Breakpoints in constructors

Presently, no release of GDB properly handles breakpoints in contructors. This summer, I've worked on fixing that, and while it took longer than expected, it was eventually done, just in time for Sourcery G++ Fall release. The patches were also submitted for GDB FSF, missed the window for 6.7, but will be present in 6.8 release.

The underlying problem with breakpoints in constructors was that gcc generates two distinct function bodies for a constructor. One is a regular one that constructs the entire object, including all bases. Another one constructs everything except for virtual base classes. As it happens, gcc emits both constructors even for classes that have no virtual bases at all. GDB was not prepared that a given function name or source line corresponds to several addresses in program, so it picks one. And usually it picked the wrong one.

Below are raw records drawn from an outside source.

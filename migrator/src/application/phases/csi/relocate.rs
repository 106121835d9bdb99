// /////////////////////////////////////////////////////////////////////////////
// vSphere Migrator
// Copyright (c) 2025 Michael Gardner, A Bit of Help, Inc.
// SPDX-License-Identifier: BSD-3-Clause
// See LICENSE file in the project root.
// /////////////////////////////////////////////////////////////////////////////

//! The cross-vCenter relocate itself: a dummy VM is created on the source
//! side, the First-Class Disk is attached to it, and the VM is vMotioned to
//! the target vCenter carrying the disk along. Three defense-in-depth checks
//! run before any of this happens, since a false positive here orphans a
//! disk that workloads still depend on.

use migrator_domain::entities::{MigrationSpec, PvMigrationState};
use migrator_domain::error::MigrationError;
use migrator_domain::value_objects::{parse_fcd_id, PvMigrationStatus};
use migrator_domain::PhaseContext;
use std::time::Duration;

use super::dummy_vm;

const FOLDER_SCAN_TIMEOUT: Duration = Duration::from_secs(2 * 60);
const POLL_INTERVAL: Duration = Duration::from_secs(5);

fn source_server(spec: &MigrationSpec, infra_vcenters: &[String]) -> Result<String, MigrationError> {
    let targets = spec.unique_target_servers();
    infra_vcenters
        .iter()
        .find(|v| !targets.contains(v))
        .cloned()
        .ok_or_else(|| MigrationError::resource("no source vCenter distinct from the declared target servers"))
}

/// Defense-in-depth: the VolumeAttachment is re-checked, then every VM
/// in the target worker folder is scanned for the FCD, then each candidate's
/// device list is read directly. Any positive hit aborts the relocate.
async fn verify_not_attached(ctx: &PhaseContext, pv: &PvMigrationState, fcd_id: &str, target_server: &str, target_folder_moref: &str) -> Result<(), MigrationError> {
    if ctx.cluster.volume_attachment_exists_for_pv(&pv.pv_name).await? {
        return Err(MigrationError::safety_gated(format!("VolumeAttachment for {} reappeared before relocation", pv.pv_name)));
    }

    let gateway = ctx.vsphere.gateway_for(target_server).await?;
    let mut waited = Duration::ZERO;
    loop {
        let vms = gateway.list_vms_in_folder(target_server, target_folder_moref).await?;
        let mut still_attached = false;
        for vm in &vms {
            if vm.attached_fcd_ids.iter().any(|id| id == fcd_id) {
                still_attached = true;
                break;
            }
            let devices = gateway.vm_device_fcd_ids(target_server, &vm.moref).await?;
            if devices.iter().any(|id| id == fcd_id) {
                still_attached = true;
                break;
            }
        }
        if !still_attached {
            return Ok(());
        }
        if waited >= FOLDER_SCAN_TIMEOUT {
            return Err(MigrationError::safety_gated(format!("FCD {fcd_id} still appears attached to a VM in the target worker folder")));
        }
        tokio::time::sleep(POLL_INTERVAL).await;
        waited += POLL_INTERVAL;
    }
}

pub async fn run(ctx: &PhaseContext, spec: &MigrationSpec, pv: &mut PvMigrationState, infrastructure_id: &str, infra_vcenters: &[String]) -> Result<(), MigrationError> {
    let fcd_id = parse_fcd_id(&pv.source_volume_path)?;
    pv.source_fcd_id = Some(fcd_id.clone());

    let worker_fd_name = &spec.worker_config.failure_domain_name;
    let worker_fd = spec
        .failure_domain(worker_fd_name)
        .ok_or_else(|| MigrationError::resource(format!("worker failure domain '{worker_fd_name}' not declared")))?;
    let target_server = worker_fd.server.clone();

    let target_gateway = ctx.vsphere.gateway_for(&target_server).await?;
    let target_topology = target_gateway.resolve_topology(&target_server, &worker_fd.topology).await?;
    let target_folder_path = worker_fd.topology.folder.clone().unwrap_or_else(|| worker_fd.default_folder_path(infrastructure_id));
    let target_folder_moref = target_gateway.ensure_folder(&target_server, &target_topology.datacenter_moref, &target_folder_path).await?;

    verify_not_attached(ctx, pv, &fcd_id, &target_server, &target_folder_moref).await?;

    if pv.status == PvMigrationStatus::PvcDeleted {
        pv.transition(PvMigrationStatus::Relocating, "defense-in-depth checks passed, starting cross-vCenter relocate").map_err(MigrationError::resource)?;
    }

    let source_server_fqdn = source_server(spec, infra_vcenters)?;
    let source_gateway = ctx.vsphere.gateway_for(&source_server_fqdn).await?;
    let source_folder_moref = source_gateway.default_vm_folder(&source_server_fqdn).await?;
    dummy_vm::sweep_orphan(source_gateway.as_ref(), &source_server_fqdn, &source_folder_moref, infrastructure_id, &pv.pv_name).await?;

    let dummy_name = PvMigrationState::dummy_vm_name(infrastructure_id, &pv.pv_name);
    pv.dummy_vm_name = Some(dummy_name.clone());
    let dummy_vm = source_gateway.create_dummy_vm_with_fcd(&source_server_fqdn, &source_folder_moref, &dummy_name, &fcd_id).await?;

    let mut cross_target = target_gateway.cross_vcenter_target(&target_server, &target_topology).await?;
    cross_target.folder_moref = target_folder_moref;
    cross_target.validate()?;

    let relocated_vm = source_gateway.relocate_cross_vcenter(&dummy_vm, &cross_target).await?;

    target_gateway.detach_fcd(&relocated_vm, &fcd_id).await?;
    target_gateway.delete_vm(&relocated_vm).await?;

    pv.target_fcd_id = Some(fcd_id);
    pv.transition(PvMigrationStatus::Relocated, format!("relocated to {target_server} via dummy VM {dummy_name}")).map_err(MigrationError::resource)
}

Constructor is the most common case, but is not the only one. If you set a breakpoint in a function template, you can have multiple template instantiations that correspond to a source line. An inline function can be inlined in multiple places, and lead to exactly the same problem.

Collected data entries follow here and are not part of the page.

// /////////////////////////////////////////////////////////////////////////////
// vSphere Migrator
// Copyright (c) 2025 Michael Gardner, A Bit of Help, Inc.
// SPDX-License-Identifier: BSD-3-Clause
// See LICENSE file in the project root.
// /////////////////////////////////////////////////////////////////////////////

//! Exercises `PreflightPhase` against fake gateways: the real domain logic
//! (health check, topology resolution, failure composition) runs end to end,
//! only the cluster/vCenter I/O is faked.

mod common;

use chrono::Utc;
use common::{fd, FakeClusterGateway, FakeVsphereGateway, FakeVsphereGatewayFactory};
use migrator::application::phases::PreflightPhase;
use migrator_domain::entities::{ControlPlaneConfig, MigrationSpec, MigrationStatus, WorkerConfig};
use migrator_domain::error::MigrationError;
use migrator_domain::repositories::FrozenClock;
use migrator_domain::value_objects::{ApprovalMode, MigrationState, TargetCredentialsRef};
use migrator_domain::{Phase, PhaseContext};
use std::sync::Arc;

fn spec_with_domains(domains: Vec<migrator_domain::value_objects::FailureDomain>) -> MigrationSpec {
    MigrationSpec {
        state: MigrationState::Running,
        approval_mode: ApprovalMode::Automatic,
        target_credentials_ref: TargetCredentialsRef { secret_name: "target-creds".into(), secret_namespace: "kube-system".into() },
        worker_config: WorkerConfig { replicas: 3, failure_domain_name: domains[0].name.clone() },
        control_plane_config: ControlPlaneConfig { failure_domain_name: domains[0].name.clone() },
        failure_domains: domains,
        rollback_on_failure: true,
    }
}

fn phase_ctx(cluster: FakeClusterGateway, vsphere: FakeVsphereGateway) -> PhaseContext {
    PhaseContext::new(Arc::new(cluster), Arc::new(FakeVsphereGatewayFactory::new(vsphere)), Arc::new(FrozenClock::new(Utc::now())))
}

#[tokio::test]
async fn preflight_succeeds_when_cluster_healthy_and_topology_resolves() {
    let spec = spec_with_domains(vec![fd("fd-a", "target-vc.example.com")]);
    let ctx = phase_ctx(FakeClusterGateway::healthy("cluster", &["source-vc.example.com"]), FakeVsphereGateway { missing_networks: Vec::new() });
    let mut status = MigrationStatus::default();

    let outcome = PreflightPhase.execute(&ctx, &spec, &mut status).await.expect("preflight should succeed");

    assert!(outcome.status.is_done());
    assert!(outcome.logs.iter().any(|l| l.contains("source-vc.example.com")));
    assert!(outcome.logs.iter().any(|l| l.contains("target-vc.example.com")));
    assert!(outcome.logs.iter().any(|l| l.contains("fd-a")));
}

#[tokio::test]
async fn preflight_fails_when_a_cluster_operator_is_unhealthy() {
    let spec = spec_with_domains(vec![fd("fd-a", "target-vc.example.com")]);
    let ctx = phase_ctx(
        FakeClusterGateway::healthy("cluster", &["source-vc.example.com"]).with_degraded_operator("storage"),
        FakeVsphereGateway { missing_networks: Vec::new() },
    );
    let mut status = MigrationStatus::default();

    let err = PreflightPhase.execute(&ctx, &spec, &mut status).await.expect_err("degraded operator should block preflight");

    assert!(err.to_string().contains("storage"));
}

#[tokio::test]
async fn preflight_fails_when_failure_domain_network_is_missing() {
    let spec = spec_with_domains(vec![fd("fd-a", "target-vc.example.com")]);
    let ctx = phase_ctx(
        FakeClusterGateway::healthy("cluster", &["source-vc.example.com"]),
        FakeVsphereGateway { missing_networks: vec!["network-a".into()] },
    );
    let mut status = MigrationStatus::default();

    let err = PreflightPhase.execute(&ctx, &spec, &mut status).await.expect_err("missing network should block preflight");

    assert!(matches!(err, MigrationError::Validation(_)));
    assert!(err.to_string().contains("fd-a"));
}

#[tokio::test]
async fn preflight_validate_rejects_spec_with_no_failure_domains() {
    let mut spec = spec_with_domains(vec![fd("fd-a", "target-vc.example.com")]);
    spec.failure_domains.clear();
    let status = MigrationStatus::default();

    let err = PreflightPhase.validate(&spec, &status).await.expect_err("empty failure domain list should fail validation");
    assert!(matches!(err, MigrationError::Validation(_)));
}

The solution, obviously, is to teach GDB that a breakpoint can correspond to several addresses, and then create multiple-location breakpoints when needed. Now, whenever a user creates a breakpoint that resolves to a source line, GDB traverses line tables for all modules, and if it finds another address for the same line, that address is added to breakpoint. For a template or inline function, you can end up with quite a lot of locations, so you can review list of locations, and disable the unwanted ones.

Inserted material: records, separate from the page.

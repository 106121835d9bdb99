// /////////////////////////////////////////////////////////////////////////////
// vSphere Migrator
// Copyright (c) 2025 Michael Gardner, A Bit of Help, Inc.
// SPDX-License-Identifier: BSD-3-Clause
// See LICENSE file in the project root.
// /////////////////////////////////////////////////////////////////////////////

//! Removes source vCenter entries from Infrastructure, cloud-provider-config,
//! and the `vsphere-creds` secret, then bounces the vSphere pods once more so
//! they drop any cached source-side session.

use crate::application::well_known::*;
use migrator_domain::entities::{MigrationSpec, MigrationStatus};
use migrator_domain::error::MigrationError;
use migrator_domain::value_objects::{PhaseName, TargetCredentialsRef};
use migrator_domain::{Phase, PhaseContext, PhaseOutcome};
use std::collections::HashSet;

pub struct CleanupPhase;

#[async_trait::async_trait]
impl Phase for CleanupPhase {
    fn name(&self) -> PhaseName {
        PhaseName::Cleanup
    }

    async fn validate(&self, _spec: &MigrationSpec, _status: &MigrationStatus) -> Result<(), MigrationError> {
        Ok(())
    }

    async fn execute(&self, ctx: &PhaseContext, spec: &MigrationSpec, _status: &mut MigrationStatus) -> Result<PhaseOutcome, MigrationError> {
        let targets: HashSet<String> = spec.unique_target_servers().into_iter().collect();

        let current = ctx.cluster.get_infrastructure().await?;
        let source_servers: Vec<String> = current.vcenters.iter().filter(|s| !targets.contains(*s)).cloned().collect();

        if !source_servers.is_empty() {
            let mut desired = current.clone();
            desired.vcenters.retain(|s| targets.contains(s));
            let prior_crd_validations = ctx.cluster.strip_infrastructure_crd_validations().await?;
            let result = ctx.cluster.update_infrastructure(&desired).await;
            ctx.cluster.restore_infrastructure_crd_validations(prior_crd_validations).await?;
            result?;

            let mut config = ctx.cluster.get_config_map(CLOUD_PROVIDER_CONFIGMAP, CLOUD_PROVIDER_NAMESPACE, CLOUD_PROVIDER_CONFIG_KEY).await?;
            for server in &source_servers {
                let needle = format!("[VirtualCenter \"{server}\"]");
                if let Some(start) = config.find(&needle) {
                    let end = config[start..].find("\n\n").map(|i| start + i + 2).unwrap_or(config.len());
                    config.replace_range(start..end, "");
                }
            }
            ctx.cluster
                .update_config_map(CLOUD_PROVIDER_CONFIGMAP, CLOUD_PROVIDER_NAMESPACE, CLOUD_PROVIDER_CONFIG_KEY, config)
                .await?;

            let keys: Vec<String> = source_servers
                .iter()
                .flat_map(|s| [TargetCredentialsRef::username_key(s), TargetCredentialsRef::password_key(s)])
                .collect();
            ctx.cluster.remove_secret_keys(VSPHERE_CREDS_SECRET, VSPHERE_CREDS_NAMESPACE, &keys).await?;
        }

        let ccm = ctx.cluster.delete_pods_by_label(CCM_NAMESPACE, CCM_LABEL).await?;
        let csi = ctx.cluster.delete_pods_by_label(CSI_DRIVER_NAMESPACE, CSI_DRIVER_LABEL).await?;

        Ok(PhaseOutcome::completed(format!(
            "removed {} source vCenter(s), bounced {ccm} cloud-controller-manager and {csi} CSI driver pod(s)",
            source_servers.len()
        )))
    }

    async fn rollback(&self, _ctx: &PhaseContext, _spec: &MigrationSpec, _status: &mut MigrationStatus) -> Result<(), MigrationError> {
        Ok(())
    }
}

The nicest bit of this is interaction with shared libraries. Say, you've set a breakpoint inside function template. If you load a new shared library, and it contains an instantiation of that function template, a new location will be added to the breakpoint, transparently. If a library is unloaded, the location will become 'pending', until you load the library back.

The side effect of this work was a serious improvement in the way breakpoints in shared libraries work, but that's a topic for another post.

Debugger Stories: Stack widget

In KDevelop 3.4, the stack widget was not changed much. I can remember just two changes­—one that is apparent and one that is subtle.

The apparent change is that we actually parse gdb output, and show it it a readable way, while in KDevelop 3.3 the stack frame formatting was entirely at mercy of gdb's "backtrace" command.

The subtle change is at the bottom of the screenshot—that "(click to get more frame)" thing. When a program stops, KDevelop fetches very few frames from gdb. If you click on that last item, then another chunk of frames will be fetched.

This behaviour is needed for two reasons. First, if your program is stuck in infinite recursion, and you try to interrupt it from KDevelop, in KDevelop 3.3 you're out of luck. As soon as the program is interrupted, KDevelop asks gdb for the list of all frames. Since your program is in infinite recursion, the number of frames is very large, and gdb is not very speedy stack-walker. So, you get to wait 5 mins for the stack to be shown. With incremental display, in a few clicks you'll see what function went astray.

The second reason is embarassing. Even without infinite recursion, getting the list of frames from gdb takes a lot of time. Something like half-a-second for getting 30 frames is not unheard of. Ideally, we'd fix gdb, but since we need incremental fetch anyway, fetching sufficiently small number of frames initially greatly improves responsiveness.